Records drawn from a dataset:

//! Room lifecycle: creation, membership, the action dispatcher and phase ticks.
//!
//! Every mutation runs under the room gate and persists the room with a
//! compare-and-swap on the version read at the start of the operation.

use std::{collections::HashSet, sync::Arc};

use rand::Rng;
use tracing::{debug, info, warn};
use uuid::Uuid;

use crate::{
    dao::{
        models::{AnswerEntity, ParticipantEntity, ReactionEntity, RoomEntity, RoundEntity},
        room_store::{AnswerInsert, RoomStore, WriteOutcome},
    },
    dto::{
        action::{
            AckResult, ActionData, ActionRequest, ActionResponse, AnswerResult, ProgressResult,
            ReactionRejection, ReactionResult, RoomAction, ScheduledResult,
        },
        room::{CreateRoomRequest, JoinRoomRequest, RoomSessionResponse, RoomView},
        validation::ROOM_CODE_LEN,
    },
    error::ServiceError,
    services::{pending_actions, presence, scoring, sse_events},
    state::{
        AppState, PlanId,
        clock::TimestampMs,
        room::{PendingAction, PendingKind, Room},
        state_machine::{ActivePhase, PhaseStatus, RoomEvent, RoomPhase, Stage},
    },
};

const ROOM_CODE_ALPHABET: &[u8] = b"ABCDEFGHIJKLMNOPQRSTUVWXYZ0123456789";

/// Caller identity as established by the HTTP boundary.
#[derive(Debug, Clone, PartialEq, Eq)]
pub enum Identity {
    /// Registered user id from the upstream auth layer.
    User(String),
    /// Opaque guest token.
    Guest(String),
}

impl Identity {
    /// Prefer the `x-user-id` header, fall back to the guest key.
    pub fn resolve(user_id: Option<&str>, guest_key: Option<&str>) -> Result<Self, ServiceError> {
        if let Some(id) = user_id.map(str::trim).filter(|id| !id.is_empty()) {
            return Ok(Identity::User(id.to_owned()));
        }

        guest_key
            .map(str::trim)
            .filter(|key| !key.is_empty())
            .map(|key| Identity::Guest(key.to_owned()))
            .ok_or(ServiceError::Unauthenticated)
    }

    /// Stored identity string. Guests and users never collide.
    pub fn key(&self) -> String {
        match self {
            Identity::User(id) => format!("user:{id}"),
            Identity::Guest(key) => format!("guest:{key}"),
        }
    }

    /// Whether the caller is a guest.
    pub fn is_guest(&self) -> bool {
        matches!(self, Identity::Guest(_))
    }
}

/// Open a room on `deck_id`; the caller joins as host.
pub async fn create_room(
    state: &AppState,
    identity: Identity,
    request: CreateRoomRequest,
) -> Result<RoomSessionResponse, ServiceError> {
    let store = state.require_room_store().await?;
    let config = state.config();

    store
        .find_deck(request.deck_id)
        .await?
        .ok_or(ServiceError::DeckNotFound)?;

    let rules = request
        .rules
        .as_ref()
        .map_or(config.default_rules, |input| input.apply_to(config.default_rules));
    let now = state.now();
    let room_id = Uuid::new_v4();
    let mut host = new_participant(room_id, &identity, request.nickname.trim(), now);
    host.is_host = true;

    let mut created = None;
    for attempt in 0..config.room_code_attempts {
        let mut room = Room::new(
            room_id,
            generate_room_code(),
            request.deck_id,
            rules,
            now,
            config.lobby_ttl_ms(),
        );
        room.host_participant_id = Some(host.id);

        if store.insert_room(RoomEntity::from(&room)).await? {
            created = Some(room);
            break;
        }
        debug!(attempt, "room code collision; retrying");
    }

    let Some(room) = created else {
        warn!(
            attempts = config.room_code_attempts,
            "could not allocate a unique room code"
        );
        return Err(ServiceError::Conflict);
    };

    let participant_id = host.id;
    store.save_participant(host).await?;

    info!(room_id = %room.id, code = %room.code, deck_id = %room.deck_id, "room created");

    let view = presence::build_room_view(&store, &room, config, now).await?;
    Ok(RoomSessionResponse {
        room_id: room.id,
        participant_id,
        code: room.code,
        is_host: true,
        room: view,
    })
}

/// Join the room with `request.code`, or refresh an existing membership.
pub async fn join_room(
    state: &AppState,
    identity: Identity,
    request: JoinRoomRequest,
) -> Result<RoomSessionResponse, ServiceError> {
    let store = state.require_room_store().await?;
    let code = request.code.trim().to_ascii_uppercase();
    let room_id = store
        .find_room_by_code(code)
        .await?
        .ok_or(ServiceError::RoomNotFound)?
        .id;

    state
        .with_room_gate(room_id, move || async move {
            let mut room = load_room(&store, room_id).await?;
            let expected = room.version;
            let now = state.now();
            let nickname = request.nickname.trim().to_owned();

            let existing = store
                .find_participant_by_identity(room_id, identity.key())
                .await?;

            let mut participant = match existing {
                Some(mut known) if known.is_active() => {
                    known.nickname = nickname;
                    known.last_seen_at = now;
                    known.disconnected_at = None;
                    known
                }
                Some(mut removed) => {
                    ensure_joinable(state, &store, &room).await?;
                    removed.nickname = nickname;
                    removed.removed_at = None;
                    removed.disconnected_at = None;
                    removed.last_seen_at = now;
                    removed.is_ready = false;
                    removed.is_host = false;
                    removed
                }
                None => {
                    ensure_joinable(state, &store, &room).await?;
                    new_participant(room_id, &identity, &nickname, now)
                }
            };

            if room.host_participant_id.is_none() {
                participant.is_host = true;
                room.host_participant_id = Some(participant.id);
                info!(room_id = %room_id, participant_id = %participant.id, "hostless room got a new host");
            }

            let participant_id = participant.id;
            let is_host = participant.is_host;
            store.save_participant(participant).await?;
            room.touch(now);
            persist(state, &store, &room, expected).await?;

            info!(room_id = %room_id, participant_id = %participant_id, "participant joined");

            let view = presence::build_room_view(&store, &room, state.config(), state.now()).await?;
            sse_events::broadcast_room_updated(state, &view);

            Ok(RoomSessionResponse {
                room_id,
                participant_id,
                code: room.code.clone(),
                is_host,
                room: view,
            })
        })
        .await
}

/// Read-only view of a room.
pub async fn view_room(state: &AppState, room_id: Uuid) -> Result<RoomView, ServiceError> {
    let store = state.require_room_store().await?;
    let room = load_room(&store, room_id).await?;
    presence::build_room_view(&store, &room, state.config(), state.now()).await
}

/// Read-only view of the room with join code `code`.
pub async fn view_room_by_code(state: &AppState, code: &str) -> Result<RoomView, ServiceError> {
    let store = state.require_room_store().await?;
    let entity = store
        .find_room_by_code(code.trim().to_ascii_uppercase())
        .await?
        .ok_or(ServiceError::RoomNotFound)?;
    let room = Room::try_from(entity)?;
    presence::build_room_view(&store, &room, state.config(), state.now()).await
}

### TO DO
Please reproduce the lines from the line with "let Some(room) = created" to the line with "info!(room_id = %room.id, code", both ends included, exactly as they appear above.

### RESULT OF THE EXERCISE
    let Some(room) = created else {
        warn!(
            attempts = config.room_code_attempts,
            "could not allocate a unique room code"
        );
        return Err(ServiceError::Conflict);
    };

    let participant_id = host.id;
    store.save_participant(host).await?;

    info!(room_id = %room.id, code = %room.code, deck_id = %room.deck_id, "room created");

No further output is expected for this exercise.